Posted: December 9, 2004 Click to Visit Global News.

Starting at 6 am, Food pantry customers line up outside the Church of St. Paul and St. Andrew's. This program that has received support from the United Methodist Committee on Relief.Credit: James "K" Karpen, 2000.

NEW YORK--Members of the Church of St. Paul and St. Andrew call the alterations to their landmark building "the cellar renovation." But the enterprise really ought to be called "miracle on 86th Street"--a miracle of connection among neighbors, church members, and folks of other faiths in this West Side New York neighborhood.

When completed the cellar will house the largest emergency food program in New York City-- a supermarket food pantry that served nearly 93,000 people in 2003 from smaller, cramped quarters. In its redesigned quarters, the pantry will offer fresh produce and meat, chilled in commercial refrigerator units.
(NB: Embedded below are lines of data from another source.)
use chrono::{DateTime, Utc};

use murmur_core::{Aggregate, AggregateRoot, DomainError, DomainResult, RelationshipId, UserId};
use murmur_events::{DomainEvent, EventKind, EventRecord, FollowEnded, FollowStarted};

/// Aggregate root: FollowRelationship.
///
/// Lifecycle `Absent → Active → Ended`. `Ended` is terminal for this
/// identity; re-following mints a fresh relationship id.
#[derive(Debug, Clone, PartialEq, Eq)]
pub struct FollowRelationship {
    id: RelationshipId,
    follower_id: Option<UserId>,
    followee_id: Option<UserId>,
    active: bool,
    version: u64,
    pending: Vec<EventRecord>,
}

impl FollowRelationship {
    /// Create an empty, not-yet-started aggregate instance.
    pub fn empty(id: RelationshipId) -> Self {
        Self {
            id,
            follower_id: None,
            followee_id: None,
            active: false,
            version: 0,
            pending: Vec::new(),
        }
    }

    /// Rebuild state from an event stream, in version order.
    ///
    /// Fails with [`DomainError::EmptyStream`] if the stream is empty or
    /// does not begin with `FollowStarted`.
    pub fn rehydrate(stream: &[EventRecord]) -> DomainResult<Self> {
        let first = stream.first().ok_or(DomainError::EmptyStream)?;
        if first.kind() != EventKind::FollowStarted {
            return Err(DomainError::EmptyStream);
        }

        let mut rel = Self::empty(RelationshipId::from(first.aggregate_id()));
        for record in stream {
            rel.apply(record.payload());
        }
        Ok(rel)
    }

    /// Decision: start the follow.
    ///
    /// Only valid on a fresh stream; a user cannot follow themselves.
    pub fn start(
        &mut self,
        follower_id: UserId,
        followee_id: UserId,
        at: DateTime<Utc>,
    ) -> DomainResult<()> {
        if self.version > 0 {
            return Err(DomainError::AlreadyCreated);
        }
        if follower_id == followee_id {
            return Err(DomainError::SelfFollow);
        }
        self.emit(
            DomainEvent::FollowStarted(FollowStarted {
                follower_id,
                followee_id,
            }),
            at,
        );
        Ok(())
    }

    /// Decision: end the follow.
    pub fn end(&mut self, at: DateTime<Utc>) -> DomainResult<()> {
        if !self.active {
            return Err(DomainError::NotActive);
        }
        // Both ids are set whenever the relationship is active.
        let (follower_id, followee_id) = match (self.follower_id, self.followee_id) {
            (Some(f), Some(e)) => (f, e),
            _ => return Err(DomainError::NotActive),
        };
        self.emit(
            DomainEvent::FollowEnded(FollowEnded {
                follower_id,
                followee_id,
            }),
            at,
        );
        Ok(())
    }

    /// Uncommitted events decided since rehydration; clears the buffer.
    pub fn drain(&mut self) -> Vec<EventRecord> {
        std::mem::take(&mut self.pending)
    }

    pub fn follower_id(&self) -> Option<UserId> {
        self.follower_id
    }

    pub fn followee_id(&self) -> Option<UserId> {
        self.followee_id
    }

    pub fn is_active(&self) -> bool {
        self.active
    }

    fn emit(&mut self, payload: DomainEvent, at: DateTime<Utc>) {
        let record = EventRecord::emit(self.id.into(), self.version + 1, at, payload);
        self.apply(record.payload());
        self.pending.push(record);
    }
}

impl AggregateRoot for FollowRelationship {
    type Id = RelationshipId;

    fn id(&self) -> &Self::Id {
        &self.id
    }

    fn version(&self) -> u64 {
        self.version
    }
}

impl Aggregate for FollowRelationship {
    type Event = DomainEvent;

    fn apply(&mut self, event: &Self::Event) {
        match event {
            DomainEvent::FollowStarted(e) => {
                self.follower_id = Some(e.follower_id);
                self.followee_id = Some(e.followee_id);
                self.active = true;
            }
            DomainEvent::FollowEnded(_) => {
                self.active = false;
            }
            _ => {}
        }

        // Deterministic version tracking: +1 per applied event.
        self.version += 1;
    }
}

#[cfg(test)]
mod tests {
    use super::*;

    #[test]
    fn start_then_end_walks_the_lifecycle() {
        let mut rel = FollowRelationship::empty(RelationshipId::new());
        let follower = UserId::new();
        let followee = UserId::new();

        rel.start(follower, followee, Utc::now()).unwrap();
        assert!(rel.is_active());
        assert_eq!(rel.follower_id(), Some(follower));
        assert_eq!(rel.followee_id(), Some(followee));
        assert_eq!(rel.version(), 1);

        rel.end(Utc::now()).unwrap();
        assert!(!rel.is_active());
        assert_eq!(rel.version(), 2);

        let drained = rel.drain();
        assert_eq!(drained.len(), 2);
        assert_eq!(drained[1].kind(), EventKind::FollowEnded);
        match drained[1].payload() {
            DomainEvent::FollowEnded(e) => {
                assert_eq!(e.follower_id, follower);
                assert_eq!(e.followee_id, followee);
            }
            other => panic!("expected FollowEnded, got {other:?}"),
        }
    }

    #[test]
    fn self_follow_is_rejected() {
        let mut rel = FollowRelationship::empty(RelationshipId::new());
        let user = UserId::new();
        let err = rel.start(user, user, Utc::now()).unwrap_err();
        assert_eq!(err, DomainError::SelfFollow);
        assert!(rel.drain().is_empty());
    }

    #[test]
    fn starting_twice_is_rejected() {
        let mut rel = FollowRelationship::empty(RelationshipId::new());
        rel.start(UserId::new(), UserId::new(), Utc::now()).unwrap();
        let err = rel.start(UserId::new(), UserId::new(), Utc::now()).unwrap_err();
        assert_eq!(err, DomainError::AlreadyCreated);
    }

    #[test]
    fn ending_twice_is_rejected() {
        let mut rel = FollowRelationship::empty(RelationshipId::new());
        rel.start(UserId::new(), UserId::new(), Utc::now()).unwrap();
        rel.end(Utc::now()).unwrap();
        assert_eq!(rel.end(Utc::now()).unwrap_err(), DomainError::NotActive);
    }

    #[test]
    fn ending_before_starting_is_rejected() {
        let mut rel = FollowRelationship::empty(RelationshipId::new());
        assert_eq!(rel.end(Utc::now()).unwrap_err(), DomainError::NotActive);
    }

    #[test]
    fn rehydrate_restores_an_ended_relationship() {
        let mut rel = FollowRelationship::empty(RelationshipId::new());
        let follower = UserId::new();
        let followee = UserId::new();
        rel.start(follower, followee, Utc::now()).unwrap();
        rel.end(Utc::now()).unwrap();
        let stream = rel.drain();

        let rebuilt = FollowRelationship::rehydrate(&stream).unwrap();
        assert!(!rebuilt.is_active());
        assert_eq!(rebuilt.follower_id(), Some(follower));
        assert_eq!(rebuilt.version(), 2);
    }

    #[test]
    fn rehydrate_rejects_empty_stream() {
        assert_eq!(
            FollowRelationship::rehydrate(&[]).unwrap_err(),
            DomainError::EmptyStream
        );
    }
}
Meeting Family's Needs After 9/11

Church members started the West Side Campaign Against Hunger in 1979. "We have imaginative, active laypersons here," Pastor James "K" Karpen told a visitor. "They saw a need and wanted to do something." In the first year of operation the pantry provided 863 people with food. By 2000 tens of thousands visited the pantry. After 9/11 the number of customers tripled.

Through the Love in the Midst of Tragedy offering proceeds, UMCOR provided a grant of $197,000 for the pantry program. The New York Annual Conference supported the expansion with a $250,000 grant. The conference also funded two critical staff positions.

The church saw other needs and acted. Neighborhood services expanded to include after-school tutoring and a homeless shelter. A meals-on-wheels program delivered over 156,000 meals-- cooked in church kitchens-- to elderly New Yorkers last year.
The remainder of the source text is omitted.